Really enjoyed this essay on the emptiness (mind-constructedness) of our conceptual categories by psychologist and practitioner Ruben Laukkonen.
Mainstream cognitive science also argues that apparent physical objects such as a table or a chair is dependent upon a constellation of features, or statistical regularities, and there are ambiguous cases for every category. You can have chairs that look like tables and tables that you sit on. You can put your plate on a chair and eat from it, if you want to.
Subatomically, the leaf of a tree is continuous with the sky and the roots with the Earth. In philosophy, this is known as the problem of vagueness; wherein any object that we try to classify as a truly existing ‘natural kind’ breaks down upon careful investigation. Strict definitions cannot be found even for biological species.
It is illustrated by the Sorites Paradox, also known as the bald man problem or the paradox of the heap: How many hairs makes a man bald? How many grains of sand make a heap? It is, in every case, arbitrary. Reality is far too wavy, not particular enough, and perhaps best analogised by the color spectrum:
You see where this is going.
Categories, “things”, are man-made, mind-inferred, and therefore, empty of real, inherent, existence. All is inference is really a contemporary neuroscientific teaching about emptiness.
Great essay from Brian Klaas about the dangers of trying to solve everything with data. As much as it resonated, I think it’s important to keep this perspective in balance. While it’s true that converting life’s mysteries into puzzles is not ideal (specifically in spiritual practice we want to open up into the fundamental mystery at the heart of our being, as Ken McLeod puts it), moving too far in the other direction, assuming everything is a mystery that can’t ever be solved, is a kind of nihilism. We need to chart a middle way.
We have been sold the lie that the good life is one that is fully optimized, where life hacks obliterate any lingering demons of inefficiency, with successful days measured solely by the numbers of items crossed out on to-do lists. When trying to get to the airport on time, Google Maps is a godsend. But when we choose to take an optimized route to shave off a minute—even it diverts us from a slower but better road toward awe, or wonder, or exploration—we strip out and murder part of our humanity, sacrificing it on the altar of hyper-efficient, data-driven control.
13.8 billion years of the Universe’s tinkering has culminated in us, creatures with the most extraordinary and seemingly unique consciousness. It would be a waste to devote that cognitive magic and the overwhelming improbability of our existence to a Lifehack Lifestyle, with an unquenchable thirst for optimization.

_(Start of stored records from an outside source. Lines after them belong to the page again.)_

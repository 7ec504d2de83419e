//! HTTP response type for the M2X client library.
//!
//! [`HttpResponse`] is an opaque pass-through of what the transport received.
//! The resource layer never inspects it; the accessors here exist for the
//! caller's convenience.

use std::collections::HashMap;

/// A raw HTTP response from the M2X API.
///
/// Header names are stored lower-cased; a header may carry several values.
/// The body is kept as text and parsed only when [`HttpResponse::json`] is
/// called.
///
/// # Example
///
/// ```rust
/// use m2x::HttpResponse;
/// use std::collections::HashMap;
///
/// let response = HttpResponse::new(200, HashMap::new(), r#"{"id":"abc"}"#);
/// assert!(response.is_success());
/// assert_eq!(response.json().unwrap()["id"], "abc");
/// ```
#[derive(Clone, Debug, PartialEq, Eq)]
pub struct HttpResponse {
    /// The HTTP status code.
    pub status: u16,
    /// Response headers keyed by lower-cased name.
    pub headers: HashMap<String, Vec<String>>,
    /// The raw response body.
    pub raw: String,
}

impl HttpResponse {
    /// Creates a new response. Header names are lower-cased.
    #[must_use]
    pub fn new(
        status: u16,
        headers: HashMap<String, Vec<String>>,
        raw: impl Into<String>,
    ) -> Self {
        let mut normalized: HashMap<String, Vec<String>> = HashMap::new();
        for (name, values) in headers {
            normalized
                .entry(name.to_lowercase())
                .or_default()
                .extend(values);
        }

        Self {
            status,
            headers: normalized,
            raw: raw.into(),
        }
    }

    /// Parses the body as JSON.
    ///
    /// An empty body parses as an empty JSON object.
    ///
    /// # Errors
    ///
    /// Returns the `serde_json` error if the body is not valid JSON.
    pub fn json(&self) -> Result<serde_json::Value, serde_json::Error> {
        if self.raw.trim().is_empty() {
            return Ok(serde_json::json!({}));
        }
        serde_json::from_str(&self.raw)
    }

    /// Returns `true` if the status code is in the 2xx range.
    #[must_use]
    pub const fn is_success(&self) -> bool {
        self.status >= 200 && self.status <= 299
    }

    /// Returns `true` if the status code is in the 4xx range.
    #[must_use]
    pub const fn is_client_error(&self) -> bool {
        self.status >= 400 && self.status <= 499
    }

    /// Returns `true` if the status code is in the 5xx range.
    #[must_use]
    pub const fn is_server_error(&self) -> bool {
        self.status >= 500 && self.status <= 599
    }

    /// Returns `true` for any 4xx or 5xx status code.
    #[must_use]
    pub const fn is_error(&self) -> bool {
        self.is_client_error() || self.is_server_error()
    }

    /// Returns the first value of a header, matched case-insensitively.
    #[must_use]
    pub fn header(&self, name: &str) -> Option<&str> {
        self.headers
            .get(&name.to_lowercase())
            .and_then(|values| values.first())
            .map(String::as_str)
    }
}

Modern data wizardry allows us unprecedented opportunities to tame truly destructive scourges: crippling poverty, devastating disease, premature death. It will help us solve important puzzles. But we would be wise to avoid taming the wildness that makes us human—all while ensuring that we don’t make the catastrophic, Sisyphean error of imagining that we can and should try to use data analytics to tame the world’s enduring, unknowable mysteries.

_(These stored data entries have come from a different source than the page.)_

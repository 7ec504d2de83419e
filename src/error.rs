//! Error types for the M2X client library.
//!
//! This module contains the configuration error type. Runtime failures of
//! API calls are reported through [`TransportError`](crate::clients::TransportError).
//!
//! # Error Handling
//!
//! All configuration constructors return `Result<T, ConfigError>` to enable
//! fail-fast validation. Error messages are designed to be clear and actionable.
//!
//! # Example
//!
//! ```rust
//! use m2x::{ApiKey, ConfigError};
//!
//! let result = ApiKey::new("");
//! assert!(matches!(result, Err(ConfigError::EmptyApiKey)));
//! ```

use thiserror::Error;

/// Errors that can occur during client configuration.
#[derive(Debug, Error, Clone, PartialEq, Eq)]
pub enum ConfigError {
    /// API key cannot be empty.
    #[error("API key cannot be empty. Please provide a valid M2X API key.")]
    EmptyApiKey,

    /// Endpoint URL is invalid.
    #[error("Invalid endpoint '{url}'. Please provide a valid URL with scheme (e.g., 'https://api-m2x.att.com').")]
    InvalidEndpoint {
        /// The invalid URL that was provided.
        url: String,
    },

    /// API version is invalid.
    #[error("Invalid API version '{version}'. Expected a single path segment such as 'v2'.")]
    InvalidApiVersion {
        /// The invalid version string that was provided.
        version: String,
    },

    /// A required field is missing.
    #[error("Missing required field: '{field}'. This field must be set before building the configuration.")]
    MissingRequiredField {
        /// The name of the missing field.
        field: &'static str,
    },
}

#[cfg(test)]
mod tests {
    use super::*;

    #[test]
    fn test_empty_api_key_error_message() {
        let message = ConfigError::EmptyApiKey.to_string();
        assert!(message.contains("API key cannot be empty"));
        assert!(message.contains("M2X"));
    }

    #[test]
    fn test_invalid_endpoint_error_message() {
        let error = ConfigError::InvalidEndpoint {
            url: "api-m2x.att.com".to_string(),
        };
        let message = error.to_string();
        assert!(message.contains("api-m2x.att.com"));
        assert!(message.contains("with scheme"));
    }

    #[test]
    fn test_missing_required_field_error_message() {
        let error = ConfigError::MissingRequiredField { field: "api_key" };
        let message = error.to_string();
        assert!(message.contains("api_key"));
        assert!(message.contains("must be set"));
    }

    #[test]
    fn test_error_implements_std_error() {
        let error = ConfigError::EmptyApiKey;
        let _: &dyn std::error::Error = &error;
    }
}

Another interesting piece by “Bentham’s Bulldog” (lol) on the argument for God’s existence based on the fine tuning of various physical constants. The weakest part of the argument is where he tries to make claims about what the nature of the supernatural being is based on a kind of Ockham’s razor - a perfect God (whatever that is) is the simplest explanation. The essay doesn’t contend with all the ways existence seems random and downright awful for most living beings, which cuts against a simple notion of perfection. But the broader point here to me is to recognize the limitations of arguments in general. This is a much larger topic, but briefly, I think the fact that there is such heterogeneity in what (smart) people believe and the deep uncertainty at the heart of life’s mysteries (e.g. the hard problem of consciousness) should lead one to a kind of intellectual humility that gives up in the idea that argumentation is going to lead to a definitively correct conception of the universe. Now, as stated above, we have to be careful not to give ourselves over to nihilism by denying the utility of arguments in general, but the bigger the conclusion, the more we should rest in that uncertainty.
Regarding arguments, I think Rene Guenon said that ultimately all these spiritual schools can offer is a point of view, not some kind of total answer, and I think it's really the same for just about anything.